Tibetan Democracy Day, as it is celebrated today, pays homage to a democratic beginning in exile led by the 14th Dalai Lama. With His Holiness the Dalai Lama’s promulgation of the Constitution in 1963, it “initiated major reforms in the traditional administrative structure and introduced a system of checks and balances among the three pillars of democratic governance.”
Despite many advancements and achievements of the Tibetan exile democracy, it faces challenges that require visions and revisions. The unhealthy divisions among the members of the parliament following the expulsion of three Judges of the Tibetan Supreme Justice Commission (TSJC) by the parliament and their “return” to the post without a standardized path are clear examples of the deficiencies in our democratic system that require continued amendment and nurturing.

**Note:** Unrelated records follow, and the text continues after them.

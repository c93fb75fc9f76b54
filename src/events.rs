//! Events broadcast by the controller to UI layers.

use std::sync::mpsc::{self, Receiver, Sender};
use std::sync::{Arc, Mutex};

use crate::track::Track;

#[derive(Debug, Clone, PartialEq, Eq)]
pub enum RadioEvent {
    /// Playback was started.
    PlayPressed,
    /// Playback was stopped, by request or because the stream went away.
    PausePressed,
    /// Artist/title changed; carries the new track.
    MetadataUpdated(Track),
    /// The stream reported a failure; carries the station name.
    StationOffline { station: String },
}

impl RadioEvent {
    /// Stable public name of the event kind.
    pub fn name(&self) -> &'static str {
        match self {
            RadioEvent::PlayPressed => "PlayPressed",
            RadioEvent::PausePressed => "PausePressed",
            RadioEvent::MetadataUpdated(_) => "MetadataUpdated",
            RadioEvent::StationOffline { .. } => "StationOffline",
        }
    }
}

/// Fan-out of `RadioEvent`s to any number of channel subscribers.
///
/// Cloning shares the subscriber list, so a UI can subscribe through a
/// handle while the controller thread emits.
#[derive(Clone, Default)]
pub struct EventNotifier {
    subscribers: Arc<Mutex<Vec<Sender<RadioEvent>>>>,
}

impl EventNotifier {
    pub fn new() -> Self {
        Self::default()
    }

    pub fn subscribe(&self) -> Receiver<RadioEvent> {
        let (tx, rx) = mpsc::channel();
        if let Ok(mut subs) = self.subscribers.lock() {
            subs.push(tx);
        }
        rx
    }

    /// Deliver `event` to every live subscriber. Subscribers whose receiver
    /// was dropped are forgotten.
    pub fn emit(&self, event: RadioEvent) {
        let Ok(mut subs) = self.subscribers.lock() else {
            return;
        };
        tracing::debug!(event = event.name(), subscribers = subs.len(), "emit");
        subs.retain(|tx| tx.send(event.clone()).is_ok());
    }

    pub fn subscriber_count(&self) -> usize {
        self.subscribers.lock().map(|s| s.len()).unwrap_or(0)
    }
}
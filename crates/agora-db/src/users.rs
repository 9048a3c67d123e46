use rusqlite::{params, Connection, OptionalExtension};
use uuid::Uuid;

use agora_core::store::{ProfileStore, StoreResult};
use agora_types::models::UserProfile;

use crate::models::UserRow;
use crate::Database;

impl ProfileStore for Database {
    fn find_by_username(&self, username: &str) -> StoreResult<Option<UserProfile>> {
        let row = self.with_conn(|conn| query_user_by_username(conn, username))?;
        Ok(row.map(Into::into))
    }

    fn profile(&self, id: Uuid) -> StoreResult<Option<UserProfile>> {
        let row = self.with_conn(|conn| query_user_by_id(conn, &id.to_string()))?;
        Ok(row.map(Into::into))
    }
}

// Credential-bearing accessors for the auth handlers only; everything else
// goes through the ProfileStore contract above.
impl Database {
    pub fn create_user(
        &self,
        id: &str,
        username: &str,
        password_hash: &str,
        display_name: &str,
        avatar_url: Option<&str>,
    ) -> StoreResult<()> {
        self.with_conn(|conn| {
            conn.execute(
                "INSERT INTO users (id, username, password, display_name, avatar_url)
                 VALUES (?1, ?2, ?3, ?4, ?5)",
                params![id, username, password_hash, display_name, avatar_url],
            )?;
            Ok(())
        })
    }

    pub fn user_by_username(&self, username: &str) -> StoreResult<Option<UserRow>> {
        self.with_conn(|conn| query_user_by_username(conn, username))
    }
}

fn query_user_by_username(conn: &Connection, username: &str) -> rusqlite::Result<Option<UserRow>> {
    let mut stmt = conn.prepare(
        "SELECT id, username, password, display_name, avatar_url, created_at
         FROM users
         WHERE username = ?1",
    )?;

    stmt.query_row([username], user_row).optional()
}

fn query_user_by_id(conn: &Connection, id: &str) -> rusqlite::Result<Option<UserRow>> {
    let mut stmt = conn.prepare(
        "SELECT id, username, password, display_name, avatar_url, created_at
         FROM users
         WHERE id = ?1",
    )?;

    stmt.query_row([id], user_row).optional()
}

fn user_row(row: &rusqlite::Row<'_>) -> rusqlite::Result<UserRow> {
    Ok(UserRow {
        id: row.get(0)?,
        username: row.get(1)?,
        password: row.get(2)?,
        display_name: row.get(3)?,
        avatar_url: row.get(4)?,
        created_at: row.get(5)?,
    })
}
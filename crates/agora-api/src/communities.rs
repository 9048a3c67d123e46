use axum::{
    extract::{Path, State},
    http::StatusCode,
    response::IntoResponse,
    Extension, Json,
};
use uuid::Uuid;

use agora_types::api::{ApiSuccess, Claims, CreateCommunityRequest};

use crate::auth::AppState;
use crate::error::{join_error, ApiError};

pub async fn create_community(
    State(state): State<AppState>,
    Extension(claims): Extension<Claims>,
    Json(req): Json<CreateCommunityRequest>,
) -> Result<impl IntoResponse, ApiError> {
    let community = tokio::task::spawn_blocking(move || {
        state
            .communities
            .create(&req.name, &req.description, &req.category, &req.color, claims.sub)
    })
    .await
    .map_err(join_error)??;

    Ok((StatusCode::CREATED, Json(ApiSuccess::new(community))))
}

pub async fn list_communities(
    State(state): State<AppState>,
    Extension(_claims): Extension<Claims>,
) -> Result<impl IntoResponse, ApiError> {
    let communities = tokio::task::spawn_blocking(move || state.communities.list())
        .await
        .map_err(join_error)??;

    Ok(Json(ApiSuccess::new(communities)))
}

pub async fn join_community(
    State(state): State<AppState>,
    Path(community_id): Path<Uuid>,
    Extension(claims): Extension<Claims>,
) -> Result<impl IntoResponse, ApiError> {
    let membership =
        tokio::task::spawn_blocking(move || state.communities.join(community_id, claims.sub))
            .await
            .map_err(join_error)??;

    Ok((StatusCode::CREATED, Json(ApiSuccess::new(membership))))
}

pub async fn leave_community(
    State(state): State<AppState>,
    Path(community_id): Path<Uuid>,
    Extension(claims): Extension<Claims>,
) -> Result<impl IntoResponse, ApiError> {
    tokio::task::spawn_blocking(move || state.communities.leave(community_id, claims.sub))
        .await
        .map_err(join_error)??;

    Ok(Json(ApiSuccess::new(serde_json::json!({ "left": true }))))
}

pub async fn remove_member(
    State(state): State<AppState>,
    Path((community_id, user_id)): Path<(Uuid, Uuid)>,
    Extension(claims): Extension<Claims>,
) -> Result<impl IntoResponse, ApiError> {
    tokio::task::spawn_blocking(move || {
        state
            .communities
            .remove_member(community_id, user_id, claims.sub)
    })
    .await
    .map_err(join_error)??;

    Ok(Json(ApiSuccess::new(serde_json::json!({ "removed": true }))))
}

pub async fn delete_community(
    State(state): State<AppState>,
    Path(community_id): Path<Uuid>,
    Extension(claims): Extension<Claims>,
) -> Result<impl IntoResponse, ApiError> {
    tokio::task::spawn_blocking(move || state.communities.delete(community_id, claims.sub))
        .await
        .map_err(join_error)??;

    Ok(Json(ApiSuccess::new(serde_json::json!({ "deleted": true }))))
}

pub async fn list_members(
    State(state): State<AppState>,
    Path(community_id): Path<Uuid>,
    Extension(claims): Extension<Claims>,
) -> Result<impl IntoResponse, ApiError> {
    let members =
        tokio::task::spawn_blocking(move || state.communities.members(community_id, claims.sub))
            .await
            .map_err(join_error)??;

    Ok(Json(ApiSuccess::new(members)))
}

“Last year, on Democracy Day, the Kashag appealed to constitute a charter review committee, and finally, the Parliament’s newly constituted Charter Review Committee has commenced its work. We, the Kashag, have also submitted our proposals. We earnestly hope that both the committee and the parliament will give due consideration to the insights and opinions received extensively from the general population, including the civil servants of the CTA.”
“For those of us who believe in the democratic principle of ultimate power residing in the hands of the people, a nation’s trajectory of progress depends upon the active participation of its citizens in shaping and implementing the CTA’s fundamental objective and public policies.”

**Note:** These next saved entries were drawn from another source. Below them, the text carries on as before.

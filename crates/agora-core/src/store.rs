//! Contracts the domain core holds against the durable store.
//!
//! Absence and failure are structurally distinct: a query that runs but
//! matches nothing is `Ok(None)` (or `StoreError::NotFound` for mutations
//! that require a row), while an unreachable or refusing store is
//! `StoreError::Unavailable`. Callers never inspect message text.

use chrono::Utc;
use thiserror::Error;
use uuid::Uuid;

use agora_types::models::{
    Community, FriendRequest, Friendship, Membership, RequestStatus, Role, UserProfile,
};

#[derive(Debug, Error)]
pub enum StoreError {
    /// The operation matched no row.
    #[error("no matching row")]
    NotFound,

    /// The store was unreachable or rejected the operation.
    #[error("store unavailable: {0}")]
    Unavailable(String),
}

pub type StoreResult<T> = Result<T, StoreError>;

/// Membership row joined with the member's display data, when the profile
/// join produced one.
#[derive(Debug, Clone)]
pub struct MemberRecord {
    pub membership: Membership,
    pub display_name: Option<String>,
    pub avatar_url: Option<String>,
}

pub trait MembershipStore: Send + Sync {
    fn membership(&self, community_id: Uuid, user_id: Uuid) -> StoreResult<Option<Membership>>;

    fn insert_membership(&self, membership: &Membership) -> StoreResult<()>;

    /// `NotFound` when no such row existed.
    fn delete_membership(&self, community_id: Uuid, user_id: Uuid) -> StoreResult<()>;

    fn community_members(&self, community_id: Uuid) -> StoreResult<Vec<MemberRecord>>;

    /// Atomic store-side adjustment, clamped at zero.
    fn adjust_member_count(&self, community_id: Uuid, delta: i64) -> StoreResult<()>;
}

pub trait CommunityStore: Send + Sync {
    fn community(&self, id: Uuid) -> StoreResult<Option<Community>>;

    fn communities(&self) -> StoreResult<Vec<Community>>;

    fn insert_community(&self, community: &Community) -> StoreResult<()>;

    fn delete_community(&self, id: Uuid) -> StoreResult<()>;

    /// Returns the number of rows removed.
    fn delete_community_memberships(&self, community_id: Uuid) -> StoreResult<usize>;

    /// Returns the number of rows removed.
    fn delete_community_posts(&self, community_id: Uuid) -> StoreResult<usize>;
}

pub trait FriendStore: Send + Sync {
    fn insert_request(&self, request: &FriendRequest) -> StoreResult<()>;

    /// Any request row between the pair, in either direction, any status.
    fn request_between(&self, a: Uuid, b: Uuid) -> StoreResult<Option<FriendRequest>>;

    /// The pending request from `sender` to `receiver`, if one exists.
    fn pending_request_from(
        &self,
        sender_id: Uuid,
        receiver_id: Uuid,
    ) -> StoreResult<Option<FriendRequest>>;

    /// Flip a request's status, scoped to the addressed receiver and the
    /// expected current status. Returns the updated row, `NotFound` when
    /// nothing matched the scope.
    fn transition_request(
        &self,
        id: Uuid,
        receiver_id: Uuid,
        from: RequestStatus,
        to: RequestStatus,
    ) -> StoreResult<FriendRequest>;

    /// Delete a pending request, scoped to its sender. `NotFound` when
    /// nothing matched.
    fn delete_request(&self, id: Uuid, sender_id: Uuid) -> StoreResult<()>;

    /// All pending requests where the user is sender or receiver.
    fn pending_requests_for(&self, user_id: Uuid) -> StoreResult<Vec<FriendRequest>>;

    fn insert_friendship(&self, friendship: &Friendship) -> StoreResult<()>;

    /// Checks both stored orderings.
    fn friendship_between(&self, a: Uuid, b: Uuid) -> StoreResult<Option<Friendship>>;

    /// All friendships where the user appears in either position.
    fn friendships_of(&self, user_id: Uuid) -> StoreResult<Vec<Friendship>>;
}

pub trait ProfileStore: Send + Sync {
    fn find_by_username(&self, username: &str) -> StoreResult<Option<UserProfile>>;

    fn profile(&self, id: Uuid) -> StoreResult<Option<UserProfile>>;
}

/// Convenience constructor used by the ledger's degraded write path.
pub fn membership_now(community_id: Uuid, user_id: Uuid, role: Role) -> Membership {
    Membership {
        community_id,
        user_id,
        role,
        joined_at: Utc::now(),
    }
}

Speaker Khenpo Sonam Tenphel, in his TPiE statement, expressed concerns about the deteriorating situation inside Tibet and condemned the intensifying sinicization policies being carried out there.
He also spoke about the Rules and Regulation Review Committee constituted under resolution No. 2023/17/5/5 during the 5th session of the 17th Tibetan Parliament-in-Exile.
“The mandate of this committee is to review the laws, rules, and regulations of the Central Tibetan Administration and submit its report and recommendations to the Parliamentary Secretariat by the end of Feb 2024. As such, the committee is already fully immersed in carrying out this task. The Tibetan Parliament-in-Exile remains hopeful that through this approach, greater clarity will be achieved in carrying out its work in accordance with the laws and rules and regulations governing the conduct of its business and affairs.”
Sikyong Penpa Tsering explained the absence of the usual cultural show at the event as a gesture of solidarity with the people of Himachal Pradesh state for their losses and sufferings caused by the disastrous monsoon this year. In addition, a day’s salary of all CTA staff is pledged in support of those affected by the monsoon havoc.
On September 2, 1960, the first Commission of Tibetan People’s Deputies from religious and provincial constituencies took their oath before His Holiness the Dalai Lama, thereby, formally inaugurating the Tibetan democratic system of governance.
The Dalai Lama devolved all his political authority to a democratically elected leader despite the impassioned appeals by the Parliament and the Tibetan people to stay on as the nominal head of state in 2011, thereby completing the transition to a secular democracy. This year marks 8 years since the devolution of political authority by His Holiness.